Mulligans have been expanded, as the first mulligan of all games is now free. Given the types of decks people have been given, I think this is a good change. It allows players to have more fun and gives us a very skill intensive decision on whether to keep your initial hand of seven. Inexperienced players will inevitably be far, far too reluctant to throw their initial hand back and there will be some interesting debates on hands. I don’t like the process of giving the mulligan out because multiplayer games wanted it and the difference ‘was confusing’ but the results are strong. It would be a serious balance problem if such a rule were used elsewhere and it would slow games down, but here it works.
The other change is that the computer takes care of tapping your lands for you. It saves a lot of time, and it is clear that the times the computer will get it wrong will be relatively rare. It takes some skill out of the game, but the time saved is appreciated. I don’t like the fact that all mana now has to come from basic lands, which may end up being a far more serious restriction long term than we may like to admit, but the extra mulligan helps compensate for the mana issues. My hope is that you can still allow non-basic lands and other alternate mana sources, as long as they are chosen carefully. Coastal Tower should be able to fit right in. I also think that having mana bases no longer can eat your life points is a welcome change of pace and much kinder to new players.
I’d actually suggest we consider going a step further with the rules modifications once we are willing to have the two systems not match exactly. There’s no reason why all the triggers in the game need go on the stack and allow for responses. It does add that little bit of strategic depth but given you need to have a countdown cycle every time it happens it seems like this is one place you could simplify profitably. Let players gain a life as a green spell is played, rather than making us wait. It isn’t quite the same functionally, but the difference is trivial. For the few that make a big difference, the trigger can be kept.

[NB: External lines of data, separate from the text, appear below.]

use codeview_core::{
    Collapse, DocConfig, DocError, Document, HistorySize, HistorySnapshot, MarkerOptions, Pos,
    Selection, SelectionOptions,
};
use pretty_assertions::assert_eq;

fn type_text(doc: &mut Document, text: &str) {
    for ch in text.chars() {
        doc.replace_selection(&ch.to_string(), Collapse::End, Some("+input"))
            .unwrap();
    }
}

#[test]
fn test_typing_is_one_step_and_redo_reapplies_it() {
    let mut doc = Document::new("");
    type_text(&mut doc, "hello");
    assert_eq!(doc.get_value(None), "hello");
    assert_eq!(doc.history_size(), HistorySize { undo: 1, redo: 0 });

    assert!(doc.undo());
    assert_eq!(doc.get_value(None), "");
    assert_eq!(doc.selection().primary().head, Pos::new(0, 0));

    assert!(doc.redo());
    assert_eq!(doc.get_value(None), "hello");
    assert_eq!(doc.selection().primary().head, Pos::new(0, 5));
}

#[test]
fn test_different_origins_do_not_merge() {
    let mut doc = Document::new("");
    type_text(&mut doc, "ab");
    doc.replace_selection("c", Collapse::End, Some("paste")).unwrap();
    doc.replace_selection("d", Collapse::End, Some("paste")).unwrap();
    assert_eq!(doc.history_size().undo, 3);

    doc.undo();
    assert_eq!(doc.get_value(None), "abc");
    doc.undo();
    assert_eq!(doc.get_value(None), "ab");
}

#[test]
fn test_star_origins_always_merge() {
    let mut doc = Document::new("x");
    doc.replace_range("1", Pos::new(0, 0), Pos::new(0, 0), Some("*compose")).unwrap();
    doc.replace_range("2", Pos::new(0, 2), Pos::new(0, 2), Some("*compose")).unwrap();
    assert_eq!(doc.get_value(None), "1x2");
    assert!(doc.undo());
    assert_eq!(doc.get_value(None), "x");
}

#[test]
fn test_new_change_clears_redo() {
    let mut doc = Document::new("abc");
    doc.replace_range("1", Pos::new(0, 0), Pos::new(0, 0), None).unwrap();
    doc.undo();
    assert_eq!(doc.history_size().redo, 1);
    doc.replace_range("2", Pos::new(0, 0), Pos::new(0, 0), None).unwrap();
    assert_eq!(doc.history_size(), HistorySize { undo: 1, redo: 0 });
    assert!(!doc.redo());
}

#[test]
fn test_undo_depth_evicts_oldest_steps() {
    let config = DocConfig {
        undo_depth: 2,
        ..DocConfig::default()
    };
    let mut doc = Document::with_config("", config);
    for (i, text) in ["a", "b", "c"].into_iter().enumerate() {
        doc.replace_range(text, Pos::new(0, i), Pos::new(0, i), None).unwrap();
    }
    assert_eq!(doc.history_size().undo, 2);
    assert!(doc.undo());
    assert!(doc.undo());
    assert!(!doc.undo());
    assert_eq!(doc.get_value(None), "a");
}

#[test]
fn test_multi_range_replace_undoes_together() {
    let mut doc = Document::new("one\ntwo\nthree");
    doc.set_selections(
        vec![
            codeview_core::Range::new(Pos::new(0, 0), Pos::new(0, 3)),
            codeview_core::Range::new(Pos::new(2, 0), Pos::new(2, 5)),
        ],
        Some(1),
        SelectionOptions::default(),
    );
    doc.replace_selection("X", Collapse::Around, None).unwrap();
    assert_eq!(doc.get_value(None), "X\ntwo\nX");
    assert_eq!(doc.get_selections(None), vec!["X", "X"]);

    assert!(doc.undo());
    assert_eq!(doc.get_value(None), "one\ntwo\nthree");
    assert_eq!(doc.get_selections(None), vec!["one", "three"]);
    assert_eq!(doc.history_size().undo, 0);
}

#[test]
fn test_selection_only_undo_walks_cursor_history() {
    let mut doc = Document::new("abcdef");
    doc.replace_range("!", Pos::new(0, 6), Pos::new(0, 6), None).unwrap();
    doc.set_selection(Selection::cursor(Pos::new(0, 1)), SelectionOptions::default());
    doc.set_selection(
        Selection::simple(Pos::new(0, 1), Pos::new(0, 3)),
        SelectionOptions::default(),
    );

    assert!(doc.undo_selection());
    assert_eq!(doc.selection().primary().head, Pos::new(0, 1));
    assert_eq!(doc.get_value(None), "abcdef!");
}

#[test]
fn test_snapshot_json_round_trip_keeps_undo_working() {
    let mut doc = Document::new("first");
    doc.replace_range(" second", Pos::new(0, 5), Pos::new(0, 5), None).unwrap();
    doc.replace_range("\nthird", Pos::new(0, 12), Pos::new(0, 12), None).unwrap();
    let json = doc.history_snapshot().to_json().unwrap();
    let value: serde_json::Value = serde_json::from_str(&json).unwrap();
    assert!(value.get("done").is_some());

    let mut reloaded = Document::new(&doc.get_value(None));
    reloaded.set_history(HistorySnapshot::from_json(&json).unwrap());
    assert_eq!(reloaded.history_size(), doc.history_size());
    assert!(reloaded.undo());
    assert_eq!(reloaded.get_value(None), "first second");
    assert!(reloaded.undo());
    assert_eq!(reloaded.get_value(None), "first");

    assert!(HistorySnapshot::from_json("{not json").is_err());
}

#[test]
fn test_failed_batch_is_reverted_by_one_undo() {
    let mut doc = Document::new("one\ntwo\nthree");
    doc.mark_text(
        Pos::new(2, 0),
        Pos::new(2, 5),
        MarkerOptions {
            read_only: true,
            ..MarkerOptions::default()
        },
    )
    .unwrap();

    let result = doc.operation(|doc| {
        doc.replace_range("ONE", Pos::new(0, 0), Pos::new(0, 3), None)?;
        doc.replace_range("TWO", Pos::new(1, 0), Pos::new(1, 3), None)?;
        doc.replace_range("x", Pos::new(2, 1), Pos::new(2, 2), None)
    });
    assert!(matches!(result, Err(DocError::ReadOnlyRange { .. })));
    assert!(!doc.in_operation());
    assert_eq!(doc.get_value(None), "ONE\nTWO\nthree");

    assert!(doc.undo());
    assert_eq!(doc.get_value(None), "one\ntwo\nthree");
}
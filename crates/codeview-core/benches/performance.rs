use codeview_core::{
    Collapse, DocConfig, Document, HighlightProgress, MarkerOptions, Mode, ModeHandle, Pos,
    StringStream, StyleId,
};
use criterion::{BatchSize, Criterion, black_box, criterion_group, criterion_main};

fn large_text(line_count: usize) -> String {
    let mut out = String::with_capacity(line_count * 64);
    for i in 0..line_count {
        out.push_str(&format!(
            "{i:06} <div class=\"row\">the quick brown fox jumps over the lazy dog</div>\n"
        ));
    }
    out.pop();
    out
}

/// Splits lines into words and punctuation, alternating two styles.
struct Words;

impl Mode for Words {
    type State = usize;

    fn name(&self) -> &str {
        "words"
    }

    fn start_state(&self) -> usize {
        0
    }

    fn token(&self, stream: &mut StringStream<'_>, count: &mut usize) -> Option<StyleId> {
        *count += 1;
        if stream.eat_while(|c: char| c.is_alphanumeric()) {
            return Some(1);
        }
        stream.next();
        Some(2)
    }
}

fn bench_large_file_open(c: &mut Criterion) {
    let text = large_text(50_000);
    c.bench_function("large_file_open/50k_lines", |b| {
        b.iter(|| {
            let doc = Document::new(black_box(&text));
            black_box(doc.line_count());
        })
    });
}

fn bench_typing_in_middle(c: &mut Criterion) {
    let text = large_text(50_000);
    c.bench_function("typing_middle/100_inserts", |b| {
        b.iter_batched(
            || {
                let mut doc = Document::new(&text);
                doc.set_cursor(Pos::new(25_000, 10));
                doc
            },
            |mut doc| {
                for _ in 0..100 {
                    doc.replace_selection("x", Collapse::End, Some("+input"))
                        .unwrap();
                }
                black_box(doc.history_size());
            },
            BatchSize::LargeInput,
        )
    });
}

fn bench_edit_with_markers(c: &mut Criterion) {
    let text = large_text(10_000);
    c.bench_function("edit_with_markers/1k_markers", |b| {
        b.iter_batched(
            || {
                let mut doc = Document::new(&text);
                for line in (0..10_000).step_by(10) {
                    doc.mark_text(Pos::new(line, 7), Pos::new(line + 1, 3), MarkerOptions::default())
                        .unwrap();
                }
                doc
            },
            |mut doc| {
                for line in (0..1_000).step_by(10) {
                    doc.replace_range("\n", Pos::new(line * 2, 5), Pos::new(line * 2, 5), None)
                        .unwrap();
                }
                black_box(doc.all_marks().len());
            },
            BatchSize::LargeInput,
        )
    });
}

fn bench_highlight_full_document(c: &mut Criterion) {
    let text = large_text(5_000);
    c.bench_function("highlight/5k_lines", |b| {
        b.iter_batched(
            || Document::with_mode(&text, DocConfig::default(), ModeHandle::new(Words)),
            |mut doc| {
                let budget = doc.config().work_time();
                while let HighlightProgress::Yielded { .. } = doc.highlight_step(budget) {}
                black_box(doc.frontiers());
            },
            BatchSize::LargeInput,
        )
    });
}

criterion_group!(
    benches,
    bench_large_file_open,
    bench_typing_in_middle,
    bench_edit_with_markers,
    bench_highlight_full_document
);
criterion_main!(benches);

Overall, I highly approve of what has been done in this realm - as long as it isn’t spilling over into the original!
Graphics and Sound
The game is beautiful, both sight and sound. The one concern I would have is that the cards are impossible to read without zooming in, no matter how big your screen, so it would be a good idea to look into a way of addressing this if one can be found. You can zoom in when you need to, at which point the cards are clean and crisp, so it’s not that big a deal once you master the interface if you know all the cards already. If you’re new to the game, I can see this being quite frustrating.
Interface
Once I got over the fact that the computer will not let me use the directional pad for anything useful, instead forcing me to steer with a stick, me and my grouchy get-off-my-lawn old school style of computer gaming got used to the controls quickly. There are a number of places where you have to click multiple times where one would have been quite sufficient, especially the requirement that you zoom to an ability before you can use it no matter how many times in this same game you’ve used it before. There’s also being forced to choose creature or player before choosing the target rather than being able to simply select the target.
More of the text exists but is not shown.